Learning Fundamental Biology Through Token Prediction
The argument that solving the token prediction task requires the model to learn the deep structure of protein biology is partially valid. By predicting amino acid sequences that result in stable and functional proteins, the model implicitly learns aspects of protein folding, stability, and function. However, this learning is indirect and based on statistical associations rather than an understanding of the physical and chemical principles governing proteins.
The Case of ESM3's B8 Protein
The generation of the fluorescent protein B8, which is significantly mutated from known proteins yet remains functional, showcases the potential of language models to discover novel proteins. The fact that B8 resides in a region of sequence space dense with other functional proteins like C10 supports the idea that ESM3 can identify new "islands" of functionality that natural evolution has not explored.
However, it's important to recognize that the actual functional landscape of proteins is complex, and the model’s success may not generalize to all protein families or functions.

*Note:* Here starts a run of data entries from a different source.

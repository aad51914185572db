//! Error types for the metadata engine.
//!
//! Most recoverable conditions (malformed entries, invalid templates,
//! duplicate identifiers) are not errors at all: they are omitted and logged.
//! The variants below cover the few situations a caller has to act on.

use thiserror::Error;

/// Result type for metadata operations.
pub type MetaResult<T> = Result<T, MetaError>;

/// Metadata engine errors.
#[derive(Debug, Clone, PartialEq, Eq, Error)]
#[non_exhaustive]
pub enum MetaError {
	/// The document has no element to host managed tags or attributes.
	///
	/// Fatal for the reconcile call that hit it only; the reconciler state is
	/// left as it was before the call.
	#[error("document has no <{0}> element")]
	MissingTarget(&'static str),

	/// Configuration values that cannot work together.
	#[error("invalid options: {0}")]
	InvalidOptions(String),

	/// Configuration text that does not parse.
	#[error("failed to parse configuration: {0}")]
	ConfigParse(String),

	/// Raw metadata input whose top level is not usable.
	#[error("invalid metadata input: {0}")]
	InvalidInput(String),
}

impl From<toml::de::Error> for MetaError {
	fn from(err: toml::de::Error) -> Self {
		Self::ConfigParse(err.to_string())
	}
}

impl From<serde_json::Error> for MetaError {
	fn from(err: serde_json::Error) -> Self {
		Self::ConfigParse(err.to_string())
	}
}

Additionally, while the number of possible proteins at such distances is astronomically large, the language model benefits from the biases and constraints present in its training data, which guide it toward sequences that are more likely to be functional.
Comparison to AlphaFold2
AlphaFold2, developed by DeepMind, represents another transformational advancement in computational biology but approaches the challenge from a different angle than ESM3.

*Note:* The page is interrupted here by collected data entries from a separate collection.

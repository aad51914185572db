//! Server serializer integration tests.
//!
//! Raw metadata goes in as JSON, the way hosts hand it over, and comes out
//! as markup through [`ServerInjector`].

use proptest::prelude::*;
use reinhardt_meta_core::collect_json_tree;
use reinhardt_meta_core::prelude::*;
use reinhardt_meta_ssr::{ServerInjector, TextOptions};
use rstest::{fixture, rstest};
use serde_json::{Value, json};

#[fixture]
fn options() -> MetaOptions {
	MetaOptions::new().attribute("data-vue-meta")
}

fn inject(raw: Value, options: &MetaOptions) -> ServerInjector {
	let info = RawMetaInfo::from_json(&raw, options).unwrap();
	ServerInjector::generate(&info, options).unwrap()
}

#[rstest]
fn test_single_charset(options: MetaOptions) {
	let injector = inject(json!({"meta": [{"charset": "utf-8"}]}), &options);

	assert_eq!(
		injector.meta().text(TextOptions::new()),
		r#"<meta data-vue-meta="ssr" charset="utf-8">"#
	);
	assert_eq!(injector.script().text(TextOptions::new()), "");
}

#[rstest]
#[case(json!({"meta": []}))]
#[case(json!({"meta": [{}]}))]
#[case(json!({}))]
fn test_empty_meta_renders_nothing(options: MetaOptions, #[case] raw: Value) {
	let injector = inject(raw, &options);
	for field in ["meta", "link", "style", "script", "noscript", "base", "title"] {
		assert_eq!(injector.field(field).unwrap().text(), "", "field {}", field);
	}
}

#[rstest]
fn test_null_title_renders_nothing(options: MetaOptions) {
	let injector = inject(json!({"title": null, "titleTemplate": "%s | Site"}), &options);
	assert_eq!(injector.title().text(), "");
}

#[rstest]
fn test_title_template(options: MetaOptions) {
	let injector = inject(json!({"title": "Home", "titleTemplate": "%s | Site"}), &options);
	assert_eq!(injector.title().text(), "<title>Home | Site</title>");
}

#[rstest]
fn test_ssr_attribute_only_on_html(options: MetaOptions) {
	let injector = inject(json!({"htmlAttrs": {}}), &options);
	assert_eq!(injector.html_attrs().text(true), "data-rh-meta-ssr");

	let injector = inject(json!({"headAttrs": {}}), &options);
	assert_eq!(injector.head_attrs().text(true), "");

	let injector = inject(json!({"bodyAttrs": {}}), &options);
	assert_eq!(injector.body_attrs().text(true), "");
}

#[rstest]
fn test_attrs_bag_keeps_declaration_order(options: MetaOptions) {
	let injector = inject(
		json!({"bodyAttrs": {"foo": "bar", "class": ["a", "b"], "hidden": false}}),
		&options,
	);
	assert_eq!(
		injector.body_attrs().text(false),
		r#"foo="bar" class="a b" data-vue-meta="class,foo""#
	);
}

#[rstest]
#[case(json!({"src": "/script.js", "pbody": true}), "", "", r#"<script data-vue-meta="ssr" src="/script.js" data-pbody="true"></script>"#)]
#[case(json!({"src": "/script.js", "body": true}), "", r#"<script data-vue-meta="ssr" src="/script.js" data-body="true"></script>"#, "")]
#[case(json!({"src": "/script.js"}), r#"<script data-vue-meta="ssr" src="/script.js"></script>"#, "", "")]
fn test_script_placement_queries(
	options: MetaOptions,
	#[case] tag: Value,
	#[case] head: &str,
	#[case] body: &str,
	#[case] pbody: &str,
) {
	let injector = inject(json!({"script": [tag]}), &options);
	let script = injector.script();

	assert_eq!(script.text(TextOptions::new()), head);
	assert_eq!(script.text(TextOptions::body()), body);
	assert_eq!(script.text(TextOptions::pbody()), pbody);
}

#[rstest]
fn test_identifier_and_content_tags(options: MetaOptions) {
	let injector = inject(
		json!({
			"meta": [{"vmid": "desc", "name": "description", "content": "Hello"}],
			"link": [{"rel": "stylesheet", "href": "/a.css"}],
			"style": [{"cssText": ".a{color:red}", "type": "text/css"}],
			"noscript": [{"innerHTML": "JavaScript required"}],
		}),
		&options,
	);

	assert_eq!(
		injector.meta().text(TextOptions::new()),
		r#"<meta data-vue-meta="ssr" data-vmid="desc" name="description" content="Hello">"#
	);
	assert_eq!(
		injector.link().text(TextOptions::new()),
		r#"<link data-vue-meta="ssr" rel="stylesheet" href="/a.css">"#
	);
	assert_eq!(
		injector.style().text(TextOptions::new()),
		r#"<style data-vue-meta="ssr" type="text/css">.a{color:red}</style>"#
	);
	assert_eq!(
		injector.noscript().text(TextOptions::new()),
		r#"<noscript data-vue-meta="ssr">JavaScript required</noscript>"#
	);
}

#[rstest]
fn test_json_script_cannot_close_element(options: MetaOptions) {
	let injector = inject(
		json!({"script": [{"type": "application/ld+json", "json": {"name": "</script><script>alert(1)"}}]}),
		&options,
	);
	assert_eq!(
		injector.script().text(TextOptions::new()),
		r#"<script data-vue-meta="ssr" type="application/ld+json">{"name":"<\/script><script>alert(1)"}</script>"#
	);
}

#[rstest]
fn test_attribute_values_escaped(options: MetaOptions) {
	let injector = inject(
		json!({"meta": [{"name": "description", "content": "\"quoted\" & <b>"}]}),
		&options,
	);
	assert_eq!(
		injector.meta().text(TextOptions::new()),
		r#"<meta data-vue-meta="ssr" name="description" content="&quot;quoted&quot; &amp; &lt;b&gt;">"#
	);
}

#[rstest]
fn test_sanitizer_disabled_by_tag_id(options: MetaOptions) {
	let injector = inject(
		json!({
			"script": [
				{"vmid": "raw", "innerHTML": "if (a < b) {}"},
				{"innerHTML": "if (c < d) {}"},
			],
			"__dangerouslyDisableSanitizersByTagID": {"raw": ["innerHTML"]},
		}),
		&options,
	);
	assert_eq!(
		injector.script().text(TextOptions::new()),
		"<script data-vue-meta=\"ssr\" data-vmid=\"raw\">if (a < b) {}</script>\
		 <script data-vue-meta=\"ssr\">if (c &lt; d) {}</script>"
	);
}

#[rstest]
fn test_component_tree_override(options: MetaOptions) {
	let infos = collect_json_tree(
		&json!({
			"metaInfo": {
				"title": "Root",
				"titleTemplate": "%s - App",
				"meta": [{"vmid": "desc", "name": "description", "content": "root"}],
			},
			"children": [
				{"metaInfo": {"title": "Child", "meta": [{"vmid": "desc", "name": "description", "content": "child"}]}},
				{"metaInfo": {"title": ""}},
			],
		}),
		&options,
	)
	.unwrap();
	let injector = ServerInjector::new(&infos, &options).unwrap();

	assert_eq!(injector.title().text(), "<title>Child - App</title>");
	assert_eq!(
		injector.meta().text(TextOptions::new()),
		r#"<meta data-vue-meta="ssr" data-vmid="desc" name="description" content="child">"#
	);
}

#[rstest]
fn test_custom_ssr_app_id() {
	let options = MetaOptions::new().ssr_app_id("shell");
	let injector = inject(json!({"link": [{"rel": "icon", "href": "/i.png"}]}), &options);
	assert_eq!(
		injector.link().text(TextOptions::new()),
		r#"<link data-rh-meta="shell" rel="icon" href="/i.png">"#
	);
}

fn arb_raw() -> impl Strategy<Value = Value> {
	(
		"[a-zA-Z <&>]{0,12}",
		prop::collection::vec(("[a-z]{1,5}", "[a-z&\"]{0,6}"), 0..4),
		prop::collection::vec(("/[a-z]{1,4}\\.js", any::<bool>(), any::<bool>()), 0..4),
	)
		.prop_map(|(title, meta, script)| {
			json!({
				"title": title,
				"htmlAttrs": {"lang": "en"},
				"meta": meta
					.into_iter()
					.map(|(name, content)| json!({"name": name, "content": content}))
					.collect::<Vec<_>>(),
				"script": script
					.into_iter()
					.map(|(src, body, pbody)| json!({"src": src, "body": body, "pbody": pbody}))
					.collect::<Vec<_>>(),
			})
		})
}

proptest! {
	/// Property: identical input serializes to identical bytes
	#[test]
	fn prop_serialization_deterministic(raw in arb_raw()) {
		let options = MetaOptions::default();
		let first = inject(raw.clone(), &options);
		let second = inject(raw, &options);

		prop_assert_eq!(first.head(true), second.head(true));
		prop_assert_eq!(first.body_prepend(true), second.body_prepend(true));
		prop_assert_eq!(first.body_append(true), second.body_append(true));
		prop_assert_eq!(first.html_attrs().text(true), second.html_attrs().text(true));
	}

	/// Property: each script shows up under exactly one placement query
	#[test]
	fn prop_each_script_in_one_placement(raw in arb_raw()) {
		let options = MetaOptions::default();
		let injector = inject(raw, &options);
		let script = injector.script();
		let total: usize = [TextOptions::new(), TextOptions::body(), TextOptions::pbody()]
			.into_iter()
			.map(|opts| script.text(opts).matches("<script ").count())
			.sum();

		prop_assert_eq!(total, script.len());
	}
}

Objective and Functionality:
AlphaFold2: Predicts the three-dimensional structure of proteins from their amino acid sequences with high accuracy.
ESM3: Generates novel protein sequences by predicting the next amino acid in a sequence, utilizing learned patterns from existing protein data.
Methodology:
AlphaFold2: Employs deep learning techniques and leverages evolutionary information from multiple sequence alignments (MSAs) to predict protein folding and structure.
ESM3: Uses language modeling approaches akin to those in natural language processing to model protein sequences and generate new ones.
Insights into Biology:
AlphaFold2: Provides structural insights that are crucial for understanding protein function, interactions, and mechanisms at a molecular level.
ESM3: Suggests that sequence alone, without explicit structural modeling, can inform the generation of functional proteins, indicating that sequence patterns encode significant functional information.
Role in Evolutionary Understanding:
AlphaFold2: While not explicitly modeling evolution, it relies on evolutionary relationships captured in MSAs to improve structural predictions.
ESM3: Claims to simulate evolutionary possibilities by exploring sequence space beyond natural evolution, though this is facilitated by statistical learning rather than modeling evolutionary dynamics.
Critique
While the discussion highlights the impressive capabilities of protein language models, several aspects warrant a critical examination:
Conclusion
The discussion presents an optimistic view of protein language models' capabilities to innovate beyond natural evolutionary pathways. While their potential is undeniable, it's important to temper expectations by acknowledging the models' reliance on statistical learning and the absence of explicit evolutionary simulation. The comparison with AlphaFold2 highlights the diverse ways in which deep learning can advance our understanding of proteins, each with its unique approach and contributions to the field of computational biology.